Select and execute one between the above two codes, and the copus is assigned to the variable corpus
. train
denotes the train data of Korean culture data from AI Hub Ko-En Parallel Corpus, and you can check the first instance as:
>>> corpus.train[0]
SentencePair(text='강릉 기생 매화가 등장하는 판소리 열두마당의 하나인 「강릉매화전」은 판소리 특유의 해학이 담겨져 있기도 하다.', pair="<Gangneung Maehwajeon>, one of the twelve madang of pansori that Gangneung's gisaeng Maehwa appears, also contains a unique humor of pansori.")
>>> corpus.train[0].text
강릉 기생 매화가 등장하는 판소리 열두마당의 하나인 「강릉매화전」은 판소리 특유의 해학이 담겨져 있기도 하다.
>>> corpus.train[0].pair
<Gangneung Maehwajeon>, one of the twelve madang of pansori that Gangneung's gisaeng Maehwa appears, also contains a unique humor of pansori.
Reading only Decree data
The example script for reading Decree data from AI Hub Ko-En Parallel Corpus in Python console is as follows:
from Korpora import Korpora
corpus = Korpora.load("aihub_decree_translation")

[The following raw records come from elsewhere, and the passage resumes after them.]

//! Everything a command needs, built once from configuration.

use color_eyre::{eyre::eyre, Result};
use reqwest::Client;
use std::time::Duration;
use tracing::info;

use crate::cache::{CacheStorage, MemoryStorage};
use crate::catalog::{AniListClient, AniListExecutor, JikanClient, JikanExecutor};
use crate::config::Config;
use crate::db::Database;
use crate::fetch::ResilientFetcher;
use crate::watchlist::WatchlistStore;

const USER_AGENT: &str = concat!("animedex/", env!("CARGO_PKG_VERSION"));

pub struct Context {
  pub anilist: AniListClient,
  pub jikan: JikanClient,
  pub watchlist: WatchlistStore,
  pub user: String,
}

impl Context {
  /// Build the HTTP client, both catalog clients with their caches and the
  /// watchlist store. `user` overrides the configured watchlist user.
  pub fn init(config: &Config, user: Option<String>) -> Result<Self> {
    let http = Client::builder()
      .user_agent(USER_AGENT)
      .connect_timeout(Duration::from_secs(5))
      .build()
      .map_err(|e| eyre!("Failed to build HTTP client: {}", e))?;

    let anilist = AniListClient::new(ResilientFetcher::new(
      AniListExecutor::new(http.clone(), config.anilist.endpoint()?),
      MemoryStorage::new(config.cache.capacity),
      config.anilist.policy(),
      config.anilist.ttl(),
    ));

    let jikan = JikanClient::new(ResilientFetcher::new(
      JikanExecutor::new(http, config.jikan.base_url()?),
      MemoryStorage::new(config.cache.capacity),
      config.jikan.policy(),
      config.jikan.ttl(),
    ));

    let path = config.watchlist_path()?;
    let watchlist = WatchlistStore::new(Database::open(&path)?);

    let user = user.unwrap_or_else(|| config.watchlist.user.clone());
    info!(user = %user, watchlist = %path.display(), "context ready");

    Ok(Self {
      anilist,
      jikan,
      watchlist,
      user,
    })
  }

  /// Log cache statistics and close the watchlist database.
  pub fn shutdown(self) -> Result<()> {
    for (name, storage) in [
      ("anilist", self.anilist.fetcher().storage()),
      ("jikan", self.jikan.fetcher().storage()),
    ] {
      info!(
        cache = name,
        entries = storage.len(),
        evictions = storage.evictions(),
        "cache statistics"
      );
    }

    self.watchlist.close()
  }
}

The code above operates given the corpus is present unzipped in ~/Korpora/AIHub_translation
.If the root directory differs from ~/Korpora
, please add root_dir=custom_path
as you call load
function.
You can also read Decree data from AI Hub Ko-En Parallel Corpus as below; the result is the same as the above operation.
from Korpora import AIHubDecreeTranslationKorpus
corpus = AIHubDecreeTranslationKorpus()
The code above operates given the corpus is present unzipped in the directory ~/Korpora/AIHub_translation
which is under the user’s local computer root.If the corpus exists in other directory, please add root_dir=custom_path
as you declare the class AIHubDecreeTranslationKorpus
.
Select and execute one between the above two codes, and the copus is assigned to the variable corpus
. train
denotes the train data of Decree data from AI Hub Ko-En Parallel Corpus, and you can check the first instance as:
>>> corpus.train[0]
SentencePair(text='의원의 회의규칙 제47조제1항', pair="Article 47(1) of the Members' Meeting Rules")
>>> corpus.train[0].text
의원의 회의규칙 제47조제1항
>>> corpus.train[0].pair
Article 47(1) of the Members' Meeting Rules
Reading only Government website data
The example script for reading Government website data from AI Hub Ko-En Parallel Corpus in Python console is as follows:
from Korpora import Korpora
corpus = Korpora.load("aihub_government_website_translation")
The code above operates given the corpus is present unzipped in ~/Korpora/AIHub_translation
.If the root directory differs from ~/Korpora
, please add root_dir=custom_path
as you call load
function.
You can also read Government website data from AI Hub Ko-En Parallel Corpus as below; the result is the same as the above operation.
from Korpora import AIHubGovernmentWebsiteTranslationKorpus
corpus = AIHubGovernmentWebsiteTranslationKorpus()
The code above operates given the corpus is present unzipped in the directory ~/Korpora/AIHub_translation
which is under the user’s local computer root.If the corpus exists in other directory, please add root_dir=custom_path
as you declare the class AIHubGovernmentWebsiteTranslationKorpus
.
Select and execute one between the above two codes, and the copus is assigned to the variable corpus
. train
denotes the train data of Government website data from AI Hub Ko-En Parallel Corpus, and you can check the first instance as:
>>> corpus.train[0]
SentencePair(text='"경기도가 말산업 육성을 위해 총예산 245,193천원으로 2013년 경기도 용인시 남사면 소재의 축산위생연구소 가축연구팀 부지에 경기도말시험사육장을 신축하고, 올해 2월 승용마 8두를 입식하여 본격적인 승용마 시험 연구에 돌입하였다고 밝혔다."', pair='"The Gyeonggi provincial government announced that it has established a Gyeonggi-do test farm on the site of the livestock research team of livestock sanitation Institute in Namsa-myeon, Yongin, Gyeonggji province in 2013 with a total budget of 245 million and 193 thousand won to foster the horse industry, and that it has begun full-fledged testing of eight riding horses in February this year."')
>>> corpus.train[0].text
"경기도가 말산업 육성을 위해 총예산 245,193천원으로 2013년 경기도 용인시 남사면 소재의 축산위생연구소 가축연구팀 부지에 경기도말시험사육장을 신축하고, 올해 2월 승용마 8두를 입식하여 본격적인 승용마 시험 연구에 돌입하였다고 밝혔다."
>>> corpus.train[0].pair
"The Gyeonggi provincial government announced that it has established a Gyeonggi-do test farm on the site of the livestock research team of livestock sanitation Institute in Namsa-myeon, Yongin, Gyeonggji province in 2013 with a total budget of 245 million and 193 thousand won to foster the horse industry, and that it has begun full-fledged testing of eight riding horses in February this year."